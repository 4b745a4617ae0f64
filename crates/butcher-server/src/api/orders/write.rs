use axum::{
    extract::{Path, State},
    http::StatusCode,
    Extension, Json,
};
use butcher_core::{
    validation::{optional_text, require_text},
    OrderType,
};
use butcher_db::{DbError, NewOrder, NewOrderItem, OrderStatusUpdate};
use butcher_notify::NotificationPlan;
use serde::Deserialize;

use crate::middleware::{CurrentUser, RequestId};
use crate::notifications::spawn_status_notifications;

use super::super::{map_db_error, map_validation_error, ApiError, ApiResponse, AppState, MessageData};
use super::cart::{load_policy, price_cart, totals_for, CartItemRequest};
use super::{load_order, parse_status, single_order, OrderItem};

const CUSTOM_MESSAGE_MAX: usize = 2000;
const NOTES_MAX: usize = 1000;
const REJECTION_REASON_MAX: usize = 1000;
const ADDRESS_MAX: usize = 500;
const PHONE_MAX: usize = 30;
const PREFERRED_TIME_MAX: usize = 100;

#[derive(Debug, Default, Deserialize)]
pub(in crate::api) struct DeliveryInfoRequest {
    pub address: Option<String>,
    pub phone: Option<String>,
    pub preferred_time: Option<String>,
}

#[derive(Debug, Deserialize)]
pub(in crate::api) struct CreateOrderRequest {
    /// Defaults to a catalog order.
    pub order_type: Option<OrderType>,
    #[serde(default)]
    pub items: Vec<CartItemRequest>,
    pub custom_message: Option<String>,
    #[serde(default)]
    pub delivery_applied: bool,
    pub notes: Option<String>,
    #[serde(default)]
    pub delivery_info: DeliveryInfoRequest,
}

#[derive(Debug, Deserialize)]
pub(in crate::api) struct UpdateStatusRequest {
    #[serde(default)]
    pub status: String,
    pub notes: Option<String>,
    pub is_delivery_assigned: Option<bool>,
    pub rejection_reason: Option<String>,
}

/// POST /api/v1/orders: prices the cart server-side; client totals are ignored.
pub(in crate::api) async fn create_order(
    State(state): State<AppState>,
    Extension(req_id): Extension<RequestId>,
    Extension(CurrentUser(user)): Extension<CurrentUser>,
    Json(body): Json<CreateOrderRequest>,
) -> Result<(StatusCode, Json<ApiResponse<OrderItem>>), ApiError> {
    let rid = &req_id.0;
    let invalid = |e| map_validation_error(rid, &e);
    let order_type = body.order_type.unwrap_or(OrderType::Product);

    let notes = optional_text("notes", body.notes.as_deref(), NOTES_MAX).map_err(invalid)?;
    let delivery = &body.delivery_info;
    let address = optional_text("delivery_info.address", delivery.address.as_deref(), ADDRESS_MAX)
        .map_err(invalid)?;
    let phone = optional_text("delivery_info.phone", delivery.phone.as_deref(), PHONE_MAX)
        .map_err(invalid)?;
    let preferred_time = optional_text(
        "delivery_info.preferred_time",
        delivery.preferred_time.as_deref(),
        PREFERRED_TIME_MAX,
    )
    .map_err(invalid)?;

    let policy = load_policy(&state.pool, rid).await?;
    let (custom_message, lines) = match order_type {
        OrderType::Custom => {
            if !body.items.is_empty() {
                return Err(ApiError::validation(
                    rid,
                    "custom orders cannot include catalog items",
                ));
            }
            let message = require_text(
                "custom_message",
                body.custom_message.as_deref().unwrap_or_default(),
                CUSTOM_MESSAGE_MAX,
            )
            .map_err(invalid)?;
            (Some(message), Vec::new())
        }
        OrderType::Product => {
            if body.items.is_empty() {
                return Err(ApiError::validation(
                    rid,
                    "order must contain at least one item",
                ));
            }
            (None, price_cart(&state.pool, rid, &policy, &body.items).await?)
        }
    };
    let totals = totals_for(&policy, &lines, body.delivery_applied);

    let items: Vec<NewOrderItem<'_>> = lines
        .iter()
        .map(|line| NewOrderItem {
            product_id: Some(line.product_id),
            meat_type_id: line.meat_type_id,
            quantity: line.quantity,
            amount_usd: line.priced.amount_usd,
            amount_lbp: line.priced.amount_lbp,
            custom_description: None,
        })
        .collect();

    let row = butcher_db::insert_order(
        &state.pool,
        &NewOrder {
            customer_id: user.id,
            order_type,
            custom_message: custom_message.as_deref(),
            total_usd: totals.total_usd,
            total_lbp: totals.total_lbp,
            delivery_applied: totals.delivery_applied,
            delivery_fee_lbp: totals.delivery_fee_lbp,
            notes: notes.as_deref(),
            delivery_address: address.as_deref(),
            delivery_phone: phone.as_deref(),
            delivery_preferred_time: preferred_time.as_deref(),
            items: &items,
        },
    )
    .await
    .map_err(|e| map_db_error(rid.clone(), &e))?;

    tracing::info!(
        order_id = row.id,
        customer_id = user.id,
        %order_type,
        items = items.len(),
        total_usd = %row.total_usd,
        total_lbp = %row.total_lbp,
        "order placed"
    );

    let order = single_order(&state.pool, rid, row).await?;
    Ok((StatusCode::CREATED, ApiResponse::json(req_id.0, order)))
}

/// PUT /api/v1/orders/{id}/status: customer notifications go out in the background.
pub(in crate::api) async fn update_status(
    State(state): State<AppState>,
    Extension(req_id): Extension<RequestId>,
    Path(id): Path<i64>,
    Json(body): Json<UpdateStatusRequest>,
) -> Result<Json<ApiResponse<OrderItem>>, ApiError> {
    let rid = &req_id.0;
    let invalid = |e| map_validation_error(rid, &e);

    if body.status.trim().is_empty() {
        return Err(ApiError::validation(rid, "status is required"));
    }
    let next = parse_status(rid, &body.status)?;
    let notes = optional_text("notes", body.notes.as_deref(), NOTES_MAX).map_err(invalid)?;
    let rejection_reason = optional_text(
        "rejection_reason",
        body.rejection_reason.as_deref(),
        REJECTION_REASON_MAX,
    )
    .map_err(invalid)?;

    let current = load_order(&state.pool, rid, id).await?;
    let previous = current
        .status()
        .map_err(|e| map_db_error(rid.clone(), &e))?;
    if !previous.can_transition_to(next) {
        return Err(ApiError::validation(
            rid,
            format!("cannot change order status from {previous} to {next}"),
        ));
    }

    let updated = butcher_db::update_order_status(
        &state.pool,
        id,
        &OrderStatusUpdate {
            from: previous,
            to: next,
            notes: notes.as_deref(),
            is_delivery_assigned: body.is_delivery_assigned,
            rejection_reason: rejection_reason.as_deref(),
        },
    )
    .await
    .map_err(|e| match e {
        DbError::NotFound => ApiError::not_found(rid, "order"),
        other => map_db_error(rid.clone(), &other),
    })?
    .ok_or_else(|| {
        ApiError::new(
            rid,
            "conflict",
            "order status was changed by someone else; reload and try again",
        )
    })?;
    tracing::info!(order_id = id, from = %previous, to = %next, "order status updated");

    let plan = NotificationPlan::for_transition(
        previous,
        next,
        current.is_email_sent,
        current.is_whatsapp_sent,
    );
    if !plan.is_empty() {
        spawn_status_notifications(
            state.pool.clone(),
            state.notifier.clone(),
            updated.clone(),
            next,
            plan,
        );
    }

    let order = single_order(&state.pool, rid, updated).await?;
    Ok(ApiResponse::json(req_id.0, order))
}

/// DELETE /api/v1/orders/{id}: only rejected orders can be removed.
pub(in crate::api) async fn delete_order(
    State(state): State<AppState>,
    Extension(req_id): Extension<RequestId>,
    Path(id): Path<i64>,
) -> Result<Json<ApiResponse<MessageData>>, ApiError> {
    let rid = &req_id.0;
    let deleted = butcher_db::delete_order(&state.pool, id)
        .await
        .map_err(|e| match e {
            DbError::NotFound => ApiError::not_found(rid, "order"),
            other => map_db_error(rid.clone(), &other),
        })?;

    if !deleted {
        return Err(ApiError::validation(rid, "only rejected orders can be deleted"));
    }
    tracing::info!(order_id = id, "rejected order deleted");

    Ok(ApiResponse::json(
        req_id.0,
        MessageData {
            message: "order deleted".to_owned(),
        },
    ))
}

#####

» **EXERCISE AIM**: Only the number is wanted here. How many lines in the entries contain "OrderStatusUpdate"?

» **ANSWER TO THE PROBLEM**: 2